U.S. Intellectual History Blog

American Exceptionalism Watch

Earlier this month, the Washington Post‘s political blog “The Fix” wrote a piece about a recent Pew poll that had suggested that the number of Americans who believed that the U.S. “stands above all other countries” had declined. What interested me about this Fix post was that its authors – Aaron Blake and Jaime Fuller – chose to use the term “American exceptionalism” throughout their piece to designate the belief that America stands above all other countries.

The USIH Blog has spilled a lot of pixels over the years on the idea of American exceptionalism. Back in 2011, I wrote a post about the term’s emergence, since the late 1990s, as a right-wing shibboleth. Part of the right’s adoption of “American exceptionalism” as a watchword has been a shift in its core meaning. Blake and Fuller’s use of the term marks the extent of this shift.

For most of the history of the term – which originally emerged in the 1920s in debates between Lovestoneites and Stalinists over the future course of socialism in the U.S. – “American exceptionalism” was principally used to designate the belief that the U.S. was unlike other countries is some fundamental way.
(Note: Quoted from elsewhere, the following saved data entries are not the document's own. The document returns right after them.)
//! Workload input parsing
//!
//! The input format is plain text. The first non-blank line holds the total
//! capacity of every resource dimension; each following non-blank line is a
//! task:
//!
//! ```text
//! 10 8
//! 1 1 0 5 4 2
//! 2 1 0.5 3 6 1
//! ```
//!
//! Task lines are `user_id task_id arrival_time burst_time demand_1 .. demand_R`.

use std::path::Path;
use std::str::FromStr;

use crate::{SidrfError, SidrfResult, Task, TaskId, UserId};

/// Number of fields preceding the demand vector on a task line
const TASK_HEADER_FIELDS: usize = 4;

/// Parsed scenario: capacities plus tasks in file order
#[derive(Debug, Clone, PartialEq)]
pub struct Workload {
    /// Total capacity per resource dimension
    pub capacity: Vec<f64>,
    /// Tasks in the order they appear in the input
    pub tasks: Vec<Task>,
}

impl Workload {
    /// Read and parse a workload file
    pub fn from_file(path: &Path) -> SidrfResult<Self> {
        let content = std::fs::read_to_string(path)?;
        Self::parse(&content)
    }

    /// Parse workload text
    pub fn parse(input: &str) -> SidrfResult<Self> {
        let mut lines = input
            .lines()
            .enumerate()
            .map(|(idx, line)| (idx + 1, line))
            .filter(|(_, line)| !line.trim().is_empty());

        let (cap_line, cap_text) = lines
            .next()
            .ok_or_else(|| SidrfError::parse(1, "missing capacity line"))?;
        let capacity = parse_capacity(cap_line, cap_text)?;

        let tasks = lines
            .map(|(line_no, text)| parse_task(line_no, text, &capacity))
            .collect::<SidrfResult<Vec<_>>>()?;

        Ok(Self { capacity, tasks })
    }

    pub fn num_resources(&self) -> usize {
        self.capacity.len()
    }

    /// Whether arrival times never decrease in file order
    pub fn is_arrival_ordered(&self) -> bool {
        self.tasks
            .windows(2)
            .all(|w| w[0].arrival_time <= w[1].arrival_time)
    }

    /// Scenario name derived from a path: the base name up to its first `.`
    pub fn name_from_path(path: &Path) -> String {
        path.file_name()
            .map(|name| name.to_string_lossy())
            .and_then(|name| name.split('.').next().map(str::to_string))
            .unwrap_or_default()
    }
}

fn parse_number<T: FromStr>(line: usize, field: &str, token: &str) -> SidrfResult<T> {
    token
        .parse()
        .map_err(|_| SidrfError::parse(line, format!("invalid {} '{}'", field, token)))
}

fn parse_capacity(line: usize, text: &str) -> SidrfResult<Vec<f64>> {
    let capacity = text
        .split_whitespace()
        .map(|tok| parse_number::<f64>(line, "capacity", tok))
        .collect::<SidrfResult<Vec<_>>>()?;

    if let Some(bad) = capacity.iter().find(|c| !c.is_finite() || **c <= 0.0) {
        return Err(SidrfError::parse(
            line,
            format!("capacity must be positive, got {}", bad),
        ));
    }

    Ok(capacity)
}

fn parse_task(line: usize, text: &str, capacity: &[f64]) -> SidrfResult<Task> {
    let tokens: Vec<&str> = text.split_whitespace().collect();
    let expected = TASK_HEADER_FIELDS + capacity.len();
    if tokens.len() != expected {
        return Err(SidrfError::parse(
            line,
            format!(
                "expected {} fields ({} resource demands), found {}",
                expected,
                capacity.len(),
                tokens.len()
            ),
        ));
    }

    let user_id: UserId = parse_number(line, "user id", tokens[0])?;
    let task_id: TaskId = parse_number(line, "task id", tokens[1])?;
    let arrival_time: f64 = parse_number(line, "arrival time", tokens[2])?;
    let burst_time: f64 = parse_number(line, "burst time", tokens[3])?;
    let demand = tokens[TASK_HEADER_FIELDS..]
        .iter()
        .map(|tok| parse_number::<f64>(line, "resource demand", tok))
        .collect::<SidrfResult<Vec<_>>>()?;

    for (field, value) in [("arrival time", arrival_time), ("burst time", burst_time)] {
        if !value.is_finite() || value < 0.0 {
            return Err(SidrfError::parse(
                line,
                format!("{} must be non-negative, got {}", field, value),
            ));
        }
    }

    for (dim, (d, cap)) in demand.iter().zip(capacity).enumerate() {
        if !d.is_finite() || *d < 0.0 {
            return Err(SidrfError::parse(
                line,
                format!("demand for resource {} must be non-negative, got {}", dim, d),
            ));
        }
        // Such a task could never be admitted.
        if d > cap {
            return Err(SidrfError::parse(
                line,
                format!(
                    "demand {} for resource {} exceeds total capacity {}",
                    d, dim, cap
                ),
            ));
        }
    }

    Ok(Task::new(user_id, task_id, arrival_time, burst_time, demand))
}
Of course, the word “exceptional” has at least two distinct meanings: 1) unusual and 2) outstanding. And though “American exceptionalism” tended for most of its history to be used in the first sense, that second sense always lurked in the shadows of its usage.

The idea that America was unlike other countries was never entirely separate from the idea that America was the greatest country in the world. Indeed, the second idea almost by necessity entails the first. And both these ideas long predate the emergence of the term “American exceptionalism.”

But as that term has grown in importance to American conservatives, what was once an occasional connotation of “American exceptionalism” has become its core meaning in common speech. Neither Blake nor Fuller is a conservative pundit; indeed, Fuller used to work for the liberal opinion journal The American Prospect. That they would use “American exceptionalism” to mean the belief that America stands above all other countries suggests that this shift in meaning is nearly complete.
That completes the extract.